「少林寺」

「少林寺」 アルティメット・エディション [DVD]
ご存知、リー・リンチェイのデビュー作にして少林寺ブームの発端となった作品。
よく誤解されているのだが、現在よく町で見かける「少林寺拳法」というのは日本で始まった独自のもので、少林寺の拳法(少林拳)とは、実はあまり関係がない。ただ名前に冠するくらいだから、もちろん少林拳にインスパイアされたもので、少林寺拳法の幹部が度々少林寺を表敬訪問するなど交流はあるらしい。
本作の冒頭でも少林寺少林拳の歴史がザッと語られた後、「現在では日本にも広まっている」として、唐突に少林寺拳法のマスター山崎博通氏が少林寺を訪れる姿が挿入されたりしている。

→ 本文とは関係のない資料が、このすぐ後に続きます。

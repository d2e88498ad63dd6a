//! The booking state machine, shared by emergency and standard bookings.
//!
//! Legal paths: `pending → accepted → started → completed`,
//! `pending|accepted → cancelled`, and any non-terminal state `→ disputed`
//! (admin only). Emergency bookings additionally drive reservation release:
//! acceptance ends the exclusivity window early, cancellation and the
//! terminal states release defensively and restore availability.
//!
//! Guards are checked twice: once against the fetched booking for
//! authorization and a fast failure, and again atomically at write time by
//! the store's conditional update, so a racing transition cannot slip
//! through between check and act. No state is mutated on a failed guard.

use crate::environment::Clock;
use crate::error::{DispatchError, Result};
use crate::events::{emit, DispatchEvent, EventSink};
use crate::ledger::{LockLedger, ReleaseCause};
use crate::store::{
    BookingPatch, BookingStore, ConditionalUpdate, ProviderDirectory,
};
use crate::types::{Actor, Booking, BookingId, BookingStatus, Minutes};
use std::sync::Arc;

/// A requested state-machine transition.
#[derive(Clone, Copy, Debug, PartialEq, Eq)]
pub enum Transition {
    /// `pending → accepted`, by the assigned provider
    Accept,
    /// `accepted → started`, by the assigned provider
    Start,
    /// `started → completed`, by the assigned provider
    Complete,
    /// `pending|accepted → cancelled`, by customer, provider, or admin
    Cancel,
    /// any non-terminal `→ disputed`, admin only
    Dispute,
}

impl Transition {
    /// Verb used in error messages and logs.
    #[must_use]
    pub const fn verb(&self) -> &'static str {
        match self {
            Self::Accept => "accept",
            Self::Start => "start",
            Self::Complete => "complete",
            Self::Cancel => "cancel",
            Self::Dispute => "dispute",
        }
    }

    /// Statuses this transition may be taken from.
    #[must_use]
    pub const fn allowed_from(&self) -> &'static [BookingStatus] {
        match self {
            Self::Accept => &[BookingStatus::Pending],
            Self::Start => &[BookingStatus::Accepted],
            Self::Complete => &[BookingStatus::Started],
            Self::Cancel => &[BookingStatus::Pending, BookingStatus::Accepted],
            Self::Dispute => &[
                BookingStatus::Pending,
                BookingStatus::Accepted,
                BookingStatus::Started,
            ],
        }
    }

    /// The status this transition lands in.
    #[must_use]
    pub const fn target(&self) -> BookingStatus {
        match self {
            Self::Accept => BookingStatus::Accepted,
            Self::Start => BookingStatus::Started,
            Self::Complete => BookingStatus::Completed,
            Self::Cancel => BookingStatus::Cancelled,
            Self::Dispute => BookingStatus::Disputed,
        }
    }

    /// Checks the status guard against `current`.
    ///
    /// # Errors
    ///
    /// Returns [`DispatchError::InvalidTransition`] naming the current and
    /// requested statuses if the transition is not legal from `current`.
    pub fn guard(&self, current: BookingStatus) -> Result<()> {
        if self.allowed_from().contains(&current) {
            Ok(())
        } else {
            Err(DispatchError::InvalidTransition {
                current,
                requested: self.verb(),
            })
        }
    }

    /// Checks that `actor` may request this transition on `booking`.
    ///
    /// # Errors
    ///
    /// Returns [`DispatchError::Forbidden`] if the actor is not authorized.
    pub fn authorize(&self, actor: Actor, booking: &Booking) -> Result<()> {
        let allowed = match self {
            // Only the assigned provider works the job.
            Self::Accept | Self::Start | Self::Complete => {
                matches!(actor, Actor::Provider(p) if p == booking.provider)
            }
            Self::Cancel => match actor {
                Actor::Customer(c) => c == booking.customer,
                Actor::Provider(p) => p == booking.provider,
                Actor::Admin => true,
            },
            Self::Dispute => matches!(actor, Actor::Admin),
        };
        if allowed {
            Ok(())
        } else {
            Err(DispatchError::Forbidden { action: self.verb() })
        }
    }
}

/// Applies guarded lifecycle transitions and drives reservation release.
#[derive(Clone)]
pub struct LifecycleController {
    bookings: Arc<dyn BookingStore>,
    providers: Arc<dyn ProviderDirectory>,
    ledger: LockLedger,
    events: Arc<dyn EventSink>,
    clock: Arc<dyn Clock>,
}

impl LifecycleController {
    /// Creates a new `LifecycleController`.
    #[must_use]
    pub fn new(
        bookings: Arc<dyn BookingStore>,
        providers: Arc<dyn ProviderDirectory>,
        ledger: LockLedger,
        events: Arc<dyn EventSink>,
        clock: Arc<dyn Clock>,
    ) -> Self {
        Self {
            bookings,
            providers,
            ledger,
            events,
            clock,
        }
    }

    /// Accept a pending booking. Clears the lock fields — acceptance ends
    /// the exclusivity window even if `lockedUntil` has not passed yet —
    /// but leaves the provider marked busy.
    ///
    /// # Errors
    ///
    /// [`DispatchError::BookingNotFound`], [`DispatchError::Forbidden`],
    /// [`DispatchError::InvalidTransition`], or a storage error.
    pub async fn accept(&self, id: BookingId, actor: Actor) -> Result<Booking> {
        let patch = BookingPatch::to_status(BookingStatus::Accepted).releasing_lock();
        let booking = self.transition(id, actor, Transition::Accept, patch).await?;
        if booking.is_emergency() {
            self.ledger.release(id, ReleaseCause::Accept).await?;
        }
        Ok(booking)
    }

    /// Start an accepted booking; sets `startedAt`.
    ///
    /// # Errors
    ///
    /// [`DispatchError::BookingNotFound`], [`DispatchError::Forbidden`],
    /// [`DispatchError::InvalidTransition`], or a storage error.
    pub async fn start(&self, id: BookingId, actor: Actor) -> Result<Booking> {
        let patch = BookingPatch::to_status(BookingStatus::Started)
            .with_started_at(self.clock.now());
        self.transition(id, actor, Transition::Start, patch).await
    }

    /// Complete a started booking; sets `completedAt`. When
    /// `actual_duration` is supplied, records it and recomputes
    /// `totalAmount` from the provider's *current* hourly rate.
    ///
    /// # Errors
    ///
    /// [`DispatchError::BookingNotFound`], [`DispatchError::Forbidden`],
    /// [`DispatchError::InvalidTransition`], or a storage error.
    pub async fn complete(
        &self,
        id: BookingId,
        actor: Actor,
        actual_duration: Option<Minutes>,
    ) -> Result<Booking> {
        let mut patch = BookingPatch::to_status(BookingStatus::Completed)
            .with_completed_at(self.clock.now());

        if let Some(actual) = actual_duration {
            patch = patch.with_actual_duration(actual);
            // Recompute from the provider's current rate, as billed rates
            // may have changed since creation. A provider record removed
            // out-of-band leaves the original amount in place.
            let booking = self.fetch(id).await?;
            if let Some(provider) = self.providers.fetch(booking.provider).await? {
                let amount = provider
                    .hourly_rate
                    .checked_for_minutes(actual)
                    .ok_or_else(|| {
                        DispatchError::Validation(
                            "total amount overflows".to_string(),
                        )
                    })?;
                patch = patch.with_total_amount(amount);
            }
        }

        let booking = self
            .transition(id, actor, Transition::Complete, patch)
            .await?;
        self.release_terminal(&booking, ReleaseCause::Complete).await?;
        Ok(booking)
    }

    /// Cancel a pending or accepted booking. Clears the lock fields and,
    /// for emergency bookings, restores provider availability.
    ///
    /// # Errors
    ///
    /// [`DispatchError::BookingNotFound`], [`DispatchError::Forbidden`],
    /// [`DispatchError::InvalidTransition`], or a storage error.
    pub async fn cancel(&self, id: BookingId, actor: Actor) -> Result<Booking> {
        let patch = BookingPatch::to_status(BookingStatus::Cancelled).releasing_lock();
        let booking = self.transition(id, actor, Transition::Cancel, patch).await?;
        self.release_terminal(&booking, ReleaseCause::Cancel).await?;
        Ok(booking)
    }

    /// Escalate any non-terminal booking to a dispute (admin only).
    /// Terminal for lock purposes: releases any outstanding claim.
    ///
    /// # Errors
    ///
    /// [`DispatchError::BookingNotFound`], [`DispatchError::Forbidden`],
    /// [`DispatchError::InvalidTransition`], or a storage error.
    pub async fn dispute(&self, id: BookingId, actor: Actor) -> Result<Booking> {
        let patch = BookingPatch::to_status(BookingStatus::Disputed).releasing_lock();
        let booking = self.transition(id, actor, Transition::Dispute, patch).await?;
        self.release_terminal(&booking, ReleaseCause::Dispute).await?;
        Ok(booking)
    }

    /// Terminal-state release hook: drop any outstanding claim (defensive —
    /// accept or cancel normally released it already) and restore the
    /// provider's availability, which the claim release alone cannot do
    /// once the claim is gone.
    async fn release_terminal(
        &self,
        booking: &Booking,
        cause: ReleaseCause,
    ) -> Result<()> {
        if !booking.is_emergency() {
            return Ok(());
        }
        self.ledger.release(booking.id, cause).await?;
        if cause.restores_availability() {
            self.providers
                .set_available(booking.provider, true)
                .await?;
        }
        Ok(())
    }

    /// Manual/administrative escape hatch: clear a booking's lock fields
    /// and restore the provider's availability. Idempotent — releasing an
    /// already-released lock is a no-op. Standard bookings are untouched.
    ///
    /// # Errors
    ///
    /// [`DispatchError::BookingNotFound`] or a storage error.
    pub async fn release_lock(&self, id: BookingId) -> Result<()> {
        let booking = self.fetch(id).await?;
        if !booking.is_locked() {
            // Still release any ledger row; the mirror may lag the truth.
            self.ledger.release(id, ReleaseCause::Manual).await?;
            return Ok(());
        }

        self.bookings
            .update_if(id, &[], BookingPatch::default().releasing_lock())
            .await?;
        self.ledger.release(id, ReleaseCause::Manual).await?;
        // Restore unconditionally: the ledger row may already be gone while
        // the mirror was still held.
        self.providers.set_available(booking.provider, true).await?;
        emit(
            self.events.as_ref(),
            DispatchEvent::LockReleased {
                booking: id,
                provider: booking.provider,
            },
        )
        .await;
        Ok(())
    }

    /// Shared transition path: fetch, authorize, guard, conditionally
    /// write, emit.
    async fn transition(
        &self,
        id: BookingId,
        actor: Actor,
        transition: Transition,
        patch: BookingPatch,
    ) -> Result<Booking> {
        let booking = self.fetch(id).await?;
        transition.authorize(actor, &booking)?;
        transition.guard(booking.status)?;

        // The store re-checks the guard at write time; a transition that
        // raced us surfaces as a rejection with the status that won.
        let updated = match self
            .bookings
            .update_if(id, transition.allowed_from(), patch)
            .await?
        {
            ConditionalUpdate::Applied(updated) => updated,
            ConditionalUpdate::Rejected { current } => {
                return Err(DispatchError::InvalidTransition {
                    current,
                    requested: transition.verb(),
                });
            }
        };

        tracing::info!(
            booking = %id,
            from = %booking.status,
            to = %updated.status,
            "booking transitioned"
        );
        emit(
            self.events.as_ref(),
            DispatchEvent::BookingStatusChanged {
                booking: id,
                status: updated.status,
            },
        )
        .await;
        Ok(updated)
    }

    async fn fetch(&self, id: BookingId) -> Result<Booking> {
        self.bookings
            .fetch(id)
            .await?
            .ok_or(DispatchError::BookingNotFound(id))
    }
}

#[cfg(test)]
#[allow(clippy::unwrap_used, clippy::panic)]
mod tests {
    use super::*;

    #[test]
    fn guard_matrix_matches_the_state_machine() {
        use BookingStatus as S;

        // Exhaustive: every (transition, status) pair.
        let legal: &[(Transition, &[S])] = &[
            (Transition::Accept, &[S::Pending]),
            (Transition::Start, &[S::Accepted]),
            (Transition::Complete, &[S::Started]),
            (Transition::Cancel, &[S::Pending, S::Accepted]),
            (Transition::Dispute, &[S::Pending, S::Accepted, S::Started]),
        ];
        let all = [
            S::Pending,
            S::Accepted,
            S::Started,
            S::Completed,
            S::Cancelled,
            S::Disputed,
        ];

        for (transition, allowed) in legal {
            for status in all {
                let outcome = transition.guard(status);
                assert_eq!(
                    outcome.is_ok(),
                    allowed.contains(&status),
                    "{} from {status}",
                    transition.verb()
                );
            }
        }
    }

    #[test]
    fn terminal_states_admit_no_transition() {
        for status in [
            BookingStatus::Completed,
            BookingStatus::Cancelled,
            BookingStatus::Disputed,
        ] {
            for transition in [
                Transition::Accept,
                Transition::Start,
                Transition::Complete,
                Transition::Cancel,
                Transition::Dispute,
            ] {
                assert!(transition.guard(status).is_err());
            }
        }
    }

    #[test]
    fn invalid_transition_reports_current_status() {
        let err = Transition::Accept.guard(BookingStatus::Started).unwrap_err();
        match err {
            DispatchError::InvalidTransition { current, requested } => {
                assert_eq!(current, BookingStatus::Started);
                assert_eq!(requested, "accept");
            }
            other => panic!("unexpected error: {other}"),
        }
    }
}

本家少林寺には「羅漢練拳図」という壁画が残っており、描かれた羅漢たちの姿に拳法の真髄が伝えられているそうだが、本作はその壁画の一部から採録したストーリー、ということになっている。隋末の中国で、苛政に耐えかねた庶民の一人(リンチェイ)が少林寺に弟子入りし、義賊(後の李世民!)とともに悪代官をやっつける…という勧善懲悪もの。

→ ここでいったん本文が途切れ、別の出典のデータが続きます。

//! CLI module for lazypool
//!
//! # Usage
//!
//! ```bash
//! # Validate a config file and list its backends
//! lazypool --config pool.yaml check
//!
//! # Connect to every backend and report pool statistics
//! lazypool --config pool.yaml probe --acquire 3
//!
//! # Only resolve selected services
//! lazypool probe --service user --service order
//! ```

pub mod args;
pub mod commands;

use anyhow::{Context, Result};
use tracing::{debug, info};

use args::{Cli, Commands};
use crate::config;
use crate::core::Core;

/// Run the CLI application with already parsed arguments
pub async fn run(cli: Cli) -> Result<()> {
    debug!("CLI arguments: {:?}", cli);

    let config = config::load_config(cli.config.as_deref()).context("Failed to load configuration")?;

    match cli.command {
        Commands::Check => commands::cmd_check(&config),
        Commands::Probe { acquire, services } => {
            info!("Starting backend probe");
            let core = Core::new(config).await?;
            commands::cmd_probe(&core, acquire, &services).await
        }
    }
}
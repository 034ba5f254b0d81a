use clap::{Parser, Subcommand};

/// lazypool - Lazy, concurrency-safe backend connection pools
#[derive(Parser, Debug)]
#[command(name = "lazypool")]
#[command(author, version, about, long_about = None)]
pub struct Cli {
    /// Config file path (falls back to LAZYPOOL_* environment variables)
    #[arg(long, global = true, env = "LAZYPOOL_CONFIG")]
    pub config: Option<String>,

    /// Log level (error, warn, info, debug, trace)
    #[arg(long, global = true, default_value = "info")]
    pub log_level: String,

    #[command(subcommand)]
    pub command: Commands,
}

#[derive(Subcommand, Debug)]
pub enum Commands {
    /// Validate the configuration and list configured backends
    Check,

    /// Connect to every configured backend and report pool statistics
    Probe {
        /// Number of document connections to hold at once
        #[arg(long, default_value = "1")]
        acquire: usize,

        /// Services to resolve (default: all configured services)
        #[arg(long = "service", value_name = "NAME")]
        services: Vec<String>,
    },
}

impl Cli {
    /// Parse command line arguments
    pub fn parse_args() -> Self {
        Self::parse()
    }
}

#[cfg(test)]
mod tests {
    use super::*;

    #[test]
    fn test_parse_probe() {
        let cli = Cli::try_parse_from([
            "lazypool", "--config", "pool.yaml", "probe", "--acquire", "3", "--service", "user",
            "--service", "order",
        ])
        .unwrap();

        assert_eq!(cli.config.as_deref(), Some("pool.yaml"));
        match cli.command {
            Commands::Probe { acquire, services } => {
                assert_eq!(acquire, 3);
                assert_eq!(services, vec!["user", "order"]);
            }
            other => panic!("unexpected command: {:?}", other),
        }
    }

    #[test]
    fn test_parse_check_defaults() {
        let cli = Cli::try_parse_from(["lazypool", "check"]).unwrap();
        assert_eq!(cli.log_level, "info");
        assert!(matches!(cli.command, Commands::Check));
    }
}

基本的にキャストは武術コンテストの上位入賞者など「本物」を使っているため(リー・リンチェイからして中国の武術全国大会で空前絶後の5回連続優勝の経歴を持つつわもの)、この前見た「少林寺三十六房」などと比べ格闘場面のスピードが桁違いに速い。早送りしているかのようなバトルは、何度見ても息を呑む。
途中で挿入されるリー・リンチェイの模範演技のような演武の場面は、唐突感やスタジオセットのチープ感は差し置いても、見とれてしまう迫力だ。